Stored items
########

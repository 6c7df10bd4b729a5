//! hipcts xtask - process-level test orchestration
//!
//! Builds the suite's test binaries, enumerates their cases, and runs every
//! case in a process of its own under a timeout. A case is booked as skipped
//! when it printed the skip marker line and still exited successfully.

use std::path::PathBuf;
use std::time::Duration;

use anyhow::Result;
use chrono::Utc;
use tracing::info;

mod build;
mod discover;
mod monitor;
mod report;
mod verdict;

pub use build::*;
pub use discover::*;
pub use monitor::*;
pub use report::*;
pub use verdict::*;

/// What `xtask run` and `xtask list` operate on.
#[derive(Debug, Clone, Default)]
pub struct Selection {
    /// Build only this package's test binaries
    pub package: Option<String>,
    /// Use these binaries as-is instead of building
    pub binaries: Vec<PathBuf>,
    /// Keep only cases whose name contains this
    pub filter: Option<String>,
}

/// Resolve the selection to runnable cases.
pub fn discover_cases(selection: &Selection) -> Result<Vec<TestCase>> {
    let binaries = if selection.binaries.is_empty() {
        build_test_binaries(selection.package.as_deref())?
    } else {
        selection
            .binaries
            .iter()
            .cloned()
            .map(TestBinary::from_path)
            .collect()
    };

    let mut cases = Vec::new();
    for binary in &binaries {
        cases.extend(list_cases(binary, selection.filter.as_deref())?);
    }
    info!(binaries = binaries.len(), cases = cases.len(), "discovered test cases");
    Ok(cases)
}

/// Run every selected case, one process each, and collect the report.
pub fn run_cases(cases: &[TestCase], timeout: Duration) -> Result<Report> {
    let started_at = Utc::now();
    let monitor = CaseMonitor::new(timeout);

    let mut results = Vec::with_capacity(cases.len());
    for case in cases {
        let result = monitor.run(case)?;
        let case_result = CaseResult::new(case, &result);
        info!(
            binary = %case_result.binary,
            case = %case_result.name,
            status = case_result.status.label(),
            duration_ms = case_result.duration_ms,
            "case finished"
        );
        results.push(case_result);
    }

    Ok(Report::new(started_at, results))
}
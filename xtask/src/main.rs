use std::path::PathBuf;
use std::time::Duration;

use anyhow::{bail, Result};
use clap::{Args, Parser, Subcommand};
use tracing_subscriber::EnvFilter;
use xtask::{discover_cases, run_cases, Format, Selection};

/// Developer tasks for the hipcts conformance suite.
#[derive(Parser)]
#[command(name = "xtask")]
struct Cli {
    /// Log orchestration details to stderr
    #[arg(long, global = true)]
    verbose: bool,

    #[command(subcommand)]
    cmd: Cmd,
}

#[derive(Subcommand)]
enum Cmd {
    /// Build the test binaries and run every case in its own process.
    Run {
        #[command(flatten)]
        select: SelectArgs,

        /// Per-case timeout in seconds
        #[arg(long, default_value_t = 120)]
        timeout: u64,

        /// Report format
        #[arg(long, value_enum, default_value_t = Format::Summary)]
        format: Format,
    },
    /// Print the cases that `run` would execute.
    List {
        #[command(flatten)]
        select: SelectArgs,
    },
}

#[derive(Args)]
struct SelectArgs {
    /// Only this package's test binaries
    #[arg(long, short = 'p')]
    package: Option<String>,

    /// Already built test binary to use instead of building (repeatable)
    #[arg(long = "bin", value_name = "PATH")]
    bins: Vec<PathBuf>,

    /// Only cases whose name contains this substring
    #[arg(long)]
    filter: Option<String>,
}

impl From<SelectArgs> for Selection {
    fn from(args: SelectArgs) -> Self {
        Selection {
            package: args.package,
            binaries: args.bins,
            filter: args.filter,
        }
    }
}

fn main() -> Result<()> {
    let cli = Cli::parse();
    init_logging(cli.verbose);

    match cli.cmd {
        Cmd::Run {
            select,
            timeout,
            format,
        } => run(select.into(), Duration::from_secs(timeout), format),
        Cmd::List { select } => list(select.into()),
    }
}

fn init_logging(verbose: bool) {
    let filter = if verbose { "debug" } else { "warn" };
    tracing_subscriber::fmt()
        .with_env_filter(EnvFilter::new(filter))
        .with_writer(std::io::stderr)
        .with_target(false)
        .init();
}

fn run(selection: Selection, timeout: Duration, format: Format) -> Result<()> {
    let cases = discover_cases(&selection)?;
    if cases.is_empty() {
        bail!("No test cases matched");
    }

    let report = run_cases(&cases, timeout)?;
    println!("{}", report.render(format)?.trim_end());

    if !report.all_passed() {
        bail!(
            "{} case(s) failed, {} timed out",
            report.counts.failed,
            report.counts.timed_out
        );
    }
    Ok(())
}

fn list(selection: Selection) -> Result<()> {
    for case in discover_cases(&selection)? {
        println!("{}::{}", case.binary.name, case.name);
    }
    Ok(())
}
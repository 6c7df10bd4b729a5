//! Device capability queries.
//!
//! Tests only use these to decide whether a case applies to the device at
//! hand (architecture family, XNACK, managed memory) and to size launches.

use crate::Status;

/// Properties of one device, as reported by the runtime.
#[derive(Debug, Clone, PartialEq, Eq)]
pub struct DeviceProps {
    pub name: String,
    /// Architecture string including feature suffixes, e.g. `gfx90a:sramecc+:xnack+`
    pub arch_name: String,
    pub multi_processor_count: u32,
    pub clock_rate_khz: u32,
    pub managed_memory: bool,
    pub max_shared_memory_per_block: usize,
}

impl DeviceProps {
    /// RDNA3 parts use a wall clock instead of the shader clock for timing.
    pub fn is_gfx11(&self) -> bool {
        self.arch_name.contains("gfx11")
    }

    /// Whether page-fault based host memory access is enabled.
    pub fn xnack_enabled(&self) -> bool {
        self.arch_name.contains("xnack+")
    }
}

impl Default for DeviceProps {
    fn default() -> Self {
        Self {
            name: "host".to_string(),
            arch_name: "host".to_string(),
            multi_processor_count: 1,
            clock_rate_khz: 1_000_000,
            managed_memory: false,
            max_shared_memory_per_block: 64 * 1024,
        }
    }
}

/// Capability probing seam.
pub trait DeviceQuery: Send + Sync {
    fn device_count(&self) -> Result<usize, Status>;

    fn current_device(&self) -> Result<usize, Status>;

    fn properties(&self, ordinal: usize) -> Result<DeviceProps, Status>;
}

/// A fixed set of devices with caller-chosen properties.
#[derive(Debug, Clone, Default)]
pub struct HostDevices {
    devices: Vec<DeviceProps>,
}

impl HostDevices {
    pub fn new(devices: Vec<DeviceProps>) -> Self {
        Self { devices }
    }

    /// One device with the given properties.
    pub fn single(props: DeviceProps) -> Self {
        Self::new(vec![props])
    }
}

impl DeviceQuery for HostDevices {
    fn device_count(&self) -> Result<usize, Status> {
        Ok(self.devices.len())
    }

    fn current_device(&self) -> Result<usize, Status> {
        if self.devices.is_empty() {
            Err(Status::ErrorInvalidDevice)
        } else {
            Ok(0)
        }
    }

    fn properties(&self, ordinal: usize) -> Result<DeviceProps, Status> {
        self.devices
            .get(ordinal)
            .cloned()
            .ok_or(Status::ErrorInvalidDevice)
    }
}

########

Exercise objective –
Lines from the one containing "the given properties." through the final line of the entries are the only ones to print, and each must match exactly.

Response to this exercise –
    /// One device with the given properties.
    pub fn single(props: DeviceProps) -> Self {
        Self::new(vec![props])
    }
}

impl DeviceQuery for HostDevices {
    fn device_count(&self) -> Result<usize, Status> {
        Ok(self.devices.len())
    }

    fn current_device(&self) -> Result<usize, Status> {
        if self.devices.is_empty() {
            Err(Status::ErrorInvalidDevice)
        } else {
            Ok(0)
        }
    }

    fn properties(&self, ordinal: usize) -> Result<DeviceProps, Status> {
        self.devices
            .get(ordinal)
            .cloned()
            .ok_or(Status::ErrorInvalidDevice)
    }
}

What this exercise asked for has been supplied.